━━━━━ Recorded information ━━━━━

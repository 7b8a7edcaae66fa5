//! End-to-end tests of the analysis relay against a stub backend.

use std::sync::atomic::{AtomicBool, Ordering};
use std::sync::Arc;

use axum::extract::Multipart;
use axum::response::Html;
use axum::routing::post;
use axum::{Json, Router};
use serde_json::{json, Value};

use nutrilens::capture;
use nutrilens::relay::{router, RelayState};

/// Serve a router on an ephemeral loopback port.
async fn serve(app: Router) -> String {
    let listener = tokio::net::TcpListener::bind(("127.0.0.1", 0)).await.unwrap();
    let addr = listener.local_addr().unwrap();
    tokio::spawn(async move {
        axum::serve(listener, app).await.unwrap();
    });
    format!("http://{addr}")
}

/// Relay wired to the given stub backend; returns the relay's analyze URL.
async fn relay_for(backend: Router) -> String {
    let backend_url = serve(backend).await;
    let relay_url = serve(router(Arc::new(RelayState::new(backend_url)))).await;
    format!("{relay_url}/api/analyze")
}

/// Backend that echoes the multipart fields it received.
fn echo_backend() -> Router {
    Router::new().route(
        "/api/analyze",
        post(|mut multipart: Multipart| async move {
            let mut model = String::new();
            let mut text = String::new();
            let mut image_len = 0usize;
            while let Some(field) = multipart.next_field().await.unwrap() {
                match field.name().unwrap_or_default() {
                    "model" => model = field.text().await.unwrap(),
                    "text" => text = field.text().await.unwrap(),
                    "image" => image_len = field.bytes().await.unwrap().len(),
                    _ => {}
                }
            }
            Json(json!({
                "success": true,
                "data": { "content": format!("model={model} text={text} image={image_len}") }
            }))
        }),
    )
}

fn fixed_backend(reply: Value) -> Router {
    Router::new().route(
        "/api/analyze",
        post(move |_multipart: Multipart| async move { Json(reply) }),
    )
}

fn png_data_uri() -> (String, usize) {
    let img = image::RgbaImage::from_pixel(2, 2, image::Rgba([10, 200, 10, 255]));
    let mut bytes = Vec::new();
    img.write_to(&mut std::io::Cursor::new(&mut bytes), image::ImageFormat::Png)
        .unwrap();
    let staged = capture::stage(bytes).unwrap();
    (capture::to_data_uri(&staged), staged.bytes.len())
}

#[tokio::test]
async fn text_submission_is_forwarded_as_multipart() {
    let url = relay_for(echo_backend()).await;

    let response = reqwest::Client::new()
        .post(&url)
        .json(&json!({ "food_name": "apple", "model": "nutrix" }))
        .send()
        .await
        .unwrap();

    assert_eq!(response.status().as_u16(), 200);
    let body: Value = response.json().await.unwrap();
    assert_eq!(body["success"], json!(true));
    assert_eq!(body["data"], json!("model=nutrix text=apple image=0"));
}

#[tokio::test]
async fn plain_string_payload_passes_through_verbatim() {
    let url = relay_for(fixed_backend(json!({
        "success": true,
        "data": "Apple: 52 kcal per 100 g, rich in fiber."
    })))
    .await;

    let response = reqwest::Client::new()
        .post(&url)
        .json(&json!({ "food_name": "apple", "model": "nutrix" }))
        .send()
        .await
        .unwrap();

    assert_eq!(response.status().as_u16(), 200);
    let body: Value = response.json().await.unwrap();
    assert_eq!(body["data"], json!("Apple: 52 kcal per 100 g, rich in fiber."));
}

#[tokio::test]
async fn image_data_uri_is_decoded_and_takes_precedence() {
    let url = relay_for(echo_backend()).await;
    let (data_uri, image_len) = png_data_uri();

    let response = reqwest::Client::new()
        .post(&url)
        .json(&json!({
            "food_name": "should lose to the image",
            "image_data": data_uri,
            "model": "gemini"
        }))
        .send()
        .await
        .unwrap();

    assert_eq!(response.status().as_u16(), 200);
    let body: Value = response.json().await.unwrap();
    assert_eq!(body["data"], json!(format!("model=gemini text= image={image_len}")));
}

#[tokio::test]
async fn omitted_model_defaults_to_nutrix() {
    let url = relay_for(echo_backend()).await;

    let response = reqwest::Client::new()
        .post(&url)
        .json(&json!({ "food_name": "rice" }))
        .send()
        .await
        .unwrap();

    let body: Value = response.json().await.unwrap();
    assert_eq!(body["data"], json!("model=nutrix text=rice image=0"));
}

#[tokio::test]
async fn multipart_intake_is_accepted_directly() {
    let url = relay_for(echo_backend()).await;

    let form = reqwest::multipart::Form::new()
        .text("model", "gemini")
        .text("text", "banana");
    let response = reqwest::Client::new()
        .post(&url)
        .multipart(form)
        .send()
        .await
        .unwrap();

    assert_eq!(response.status().as_u16(), 200);
    let body: Value = response.json().await.unwrap();
    assert_eq!(body["data"], json!("model=gemini text=banana image=0"));
}

#[tokio::test]
async fn backend_failure_is_relayed_with_client_error_status() {
    let url = relay_for(fixed_backend(json!({
        "success": false,
        "error": "Unrecognized food"
    })))
    .await;

    let response = reqwest::Client::new()
        .post(&url)
        .json(&json!({ "food_name": "mystery stew" }))
        .send()
        .await
        .unwrap();

    assert_eq!(response.status().as_u16(), 400);
    let body: Value = response.json().await.unwrap();
    assert_eq!(body["success"], json!(false));
    assert_eq!(body["error"], json!("Unrecognized food"));
}

#[tokio::test]
async fn non_json_backend_maps_to_bad_gateway() {
    let backend = Router::new().route(
        "/api/analyze",
        post(|| async { Html("<html>service unavailable</html>") }),
    );
    let url = relay_for(backend).await;

    let response = reqwest::Client::new()
        .post(&url)
        .json(&json!({ "food_name": "apple" }))
        .send()
        .await
        .unwrap();

    assert_eq!(response.status().as_u16(), 502);
    let body: Value = response.json().await.unwrap();
    assert_eq!(body["success"], json!(false));
    assert!(body["error"].as_str().unwrap().contains("backend"));
}

#[tokio::test]
async fn unreachable_backend_maps_to_bad_gateway() {
    // Nothing listens on this port.
    let relay_url = serve(router(Arc::new(RelayState::new("http://127.0.0.1:9")))).await;

    let response = reqwest::Client::new()
        .post(format!("{relay_url}/api/analyze"))
        .json(&json!({ "food_name": "apple" }))
        .send()
        .await
        .unwrap();

    assert_eq!(response.status().as_u16(), 502);
    let body: Value = response.json().await.unwrap();
    assert_eq!(body["success"], json!(false));
}

#[tokio::test]
async fn malformed_json_is_rejected_before_any_backend_call() {
    let called = Arc::new(AtomicBool::new(false));
    let seen = called.clone();
    let backend = Router::new().route(
        "/api/analyze",
        post(move || {
            let seen = seen.clone();
            async move {
                seen.store(true, Ordering::SeqCst);
                Json(json!({ "success": true, "data": "unexpected" }))
            }
        }),
    );
    let url = relay_for(backend).await;

    let response = reqwest::Client::new()
        .post(&url)
        .header("content-type", "application/json")
        .body("{not json")
        .send()
        .await
        .unwrap();

    assert_eq!(response.status().as_u16(), 400);
    let body: Value = response.json().await.unwrap();
    assert_eq!(body["error"], json!("Invalid request format"));
    assert!(!called.load(Ordering::SeqCst));
}

#[tokio::test]
async fn empty_submission_is_rejected() {
    let url = relay_for(echo_backend()).await;

    let response = reqwest::Client::new()
        .post(&url)
        .json(&json!({ "model": "nutrix" }))
        .send()
        .await
        .unwrap();

    assert_eq!(response.status().as_u16(), 400);
    let body: Value = response.json().await.unwrap();
    assert_eq!(body["success"], json!(false));
}

#[tokio::test]
async fn structured_payload_without_content_is_pretty_printed() {
    let url = relay_for(fixed_backend(json!({
        "success": true,
        "data": { "calories": 52, "protein_g": 0.3 }
    })))
    .await;

    let response = reqwest::Client::new()
        .post(&url)
        .json(&json!({ "food_name": "apple" }))
        .send()
        .await
        .unwrap();

    let body: Value = response.json().await.unwrap();
    let data = body["data"].as_str().unwrap();
    assert!(data.contains("\"calories\": 52"));
    assert!(data.contains("\"protein_g\": 0.3"));
}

━━━━━

■ **Requirement**:
Above are the records. Identify each line that contains the word "port".

■ **Response to this exercise**:
/// Serve a router on an ephemeral loopback port.
    // Nothing listens on this port.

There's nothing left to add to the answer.